Yes. Under the ACA, maternity and newborn care is one of the ten categories of essential health benefits. All non-grandfathered individual and small group market plans must cover maternity care including prenatal visits, labor and delivery, and postpartum care. Large group and self-insured plans are not required to cover all EHB categories but most do include maternity coverage. If your plan denies maternity coverage, verify whether your plan is subject to EHB requirements.
What if an out-of-network doctor assisted during my delivery?

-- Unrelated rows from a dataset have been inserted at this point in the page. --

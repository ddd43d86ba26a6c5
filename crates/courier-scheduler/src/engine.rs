//! Dispatch engine: wires the loops together and keeps them alive.
//!
//! ```text
//! DispatchEngine::run
//!   ├── supervise("queue-sync")  ── QueueSynchronizer::run
//!   └── supervise("directory")   ── DirectoryCache::run
//!                                      └── WorkerSpawner::spawn(channel)
//!                                            └── Dispatcher::run_channel
//! ```
//!
//! A loop that panics is logged and restarted after `restart_delay_ms`.
//! A channel worker that panics has its channel released and its in-flight
//! ids forgotten; the next directory refresh starts a new worker.

use std::future::Future;
use std::sync::Arc;
use std::time::Duration;

use courier_core::config::CourierConfig;
use courier_core::traits::{ChannelDirectory, DeliverySink, QueueSource, SendGateway};
use tokio::sync::Notify;

use crate::directory::DirectoryCache;
use crate::dispatch::{Dispatcher, WorkerSpawner};
use crate::executor::SendExecutor;
use crate::ledger::Ledger;
use crate::pacing::PacingPolicy;
use crate::retry::RetryController;
use crate::state::{SchedulerState, SharedState};
use crate::stats::{DispatchStats, StatsSnapshot};
use crate::sync::QueueSynchronizer;

pub struct DispatchEngine {
    state: SharedState,
    ledger: Arc<Ledger>,
    stats: Arc<DispatchStats>,
    sync: Arc<QueueSynchronizer>,
    directory: Arc<DirectoryCache>,
    spawner: WorkerSpawner,
    restart_delay: Duration,
}

impl DispatchEngine {
    /// Build the engine. The ledger must already be loaded.
    pub fn new(
        config: CourierConfig,
        ledger: Arc<Ledger>,
        source: Arc<dyn QueueSource>,
        directory: Arc<dyn ChannelDirectory>,
        gateway: Arc<dyn SendGateway>,
        sink: Arc<dyn DeliverySink>,
    ) -> Self {
        let state = SchedulerState::shared(config.queue.poll_interval_min());
        let stats = Arc::new(DispatchStats::new());
        let wake = Arc::new(Notify::new());

        let executor = SendExecutor::new(
            gateway,
            sink,
            ledger.clone(),
            RetryController::new(&config.retry),
            state.clone(),
            wake.clone(),
            stats.clone(),
            config.send.timeout(),
        );
        let dispatcher = Arc::new(Dispatcher::new(
            state.clone(),
            PacingPolicy::new(config.pacing.clone()),
            executor,
            ledger.clone(),
            wake.clone(),
            stats.clone(),
            config.dispatch.idle_poll(),
        ));
        let sync = Arc::new(QueueSynchronizer::new(
            source,
            state.clone(),
            ledger.clone(),
            wake,
            stats.clone(),
            config.queue.clone(),
        ));
        let directory = Arc::new(DirectoryCache::new(
            directory,
            state.clone(),
            config.directory.open_status.clone(),
            config.directory.refresh_interval(),
        ));

        Self {
            spawner: WorkerSpawner::new(dispatcher, state.clone()),
            state,
            ledger,
            stats,
            sync,
            directory,
            restart_delay: config.dispatch.restart_delay(),
        }
    }

    pub fn state(&self) -> SharedState {
        self.state.clone()
    }

    pub fn stats(&self) -> StatsSnapshot {
        self.stats.snapshot()
    }

    /// Run every loop for the lifetime of the process.
    pub async fn run(&self) {
        tracing::info!(
            "🚀 Dispatch engine started ({} message(s) already delivered)",
            self.ledger.len()
        );

        let sync = self.sync.clone();
        let sync_loop = supervise("queue-sync", self.restart_delay, move || {
            let sync = sync.clone();
            async move { sync.run().await }
        });

        let directory = self.directory.clone();
        let spawner = self.spawner.clone();
        let directory_loop = supervise("directory", self.restart_delay, move || {
            let directory = directory.clone();
            let spawner = spawner.clone();
            async move { directory.run(move |name| spawner.spawn(name)).await }
        });

        tokio::join!(sync_loop, directory_loop);
    }
}

/// Run `make()` as a task, restarting it whenever it ends.
async fn supervise<F, Fut>(name: &'static str, restart_delay: Duration, make: F)
where
    F: Fn() -> Fut,
    Fut: Future<Output = ()> + Send + 'static,
{
    loop {
        match tokio::spawn(make()).await {
            Ok(()) => tracing::warn!("⚠️ {name} loop returned, restarting"),
            Err(e) if e.is_panic() => tracing::error!(
                "💥 {name} loop crashed, restarting in {}ms: {e}",
                restart_delay.as_millis()
            ),
            Err(_) => return,
        }
        tokio::time::sleep(restart_delay).await;
    }
}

Under the No Surprises Act, you are protected from balance billing when an out-of-network provider (anesthesiologist, neonatologist, assistant surgeon) provides services at an in-network hospital during your delivery. You did not choose these providers, and your cost-sharing cannot exceed in-network rates. If you receive a balance bill from an OON provider who treated you during delivery at an in-network hospital, dispute it under the No Surprises Act.
Can insurance deny NICU coverage for my newborn?
Insurers can dispute the duration of NICU stay but cannot deny medically necessary NICU care. NICU coverage appeals should include detailed documentation from the neonatologist explaining why NICU-level care was required each day — specific medical conditions, monitoring needs, interventions, and discharge criteria that were not yet met. Under the ACA, newborn care is an essential health benefit. Ensure the newborn is enrolled on the insurance plan within the plan's required enrollment period.
Are postpartum mental health services covered?
Yes. Postpartum depression and anxiety treatment is covered under both maternity benefits and mental health parity requirements. Under the ACA, mental health services are essential health benefits. The MHPAEA requires parity between mental health and medical/surgical benefits. Screening for postpartum depression is a covered preventive service. If postpartum mental health treatment is denied, cite both the ACA and MHPAEA in your appeal.
Sources: ACA Section 2719 · ERISA Section 503 · No Surprises Act · CMS regulations · State insurance codes · Clinical practice guidelines. Disclaimer: This article is for informational purposes only. Coverage rules vary by plan type and state. Consult a patient advocate or healthcare attorney for advice specific to your situation. Last updated: 2026-03-28.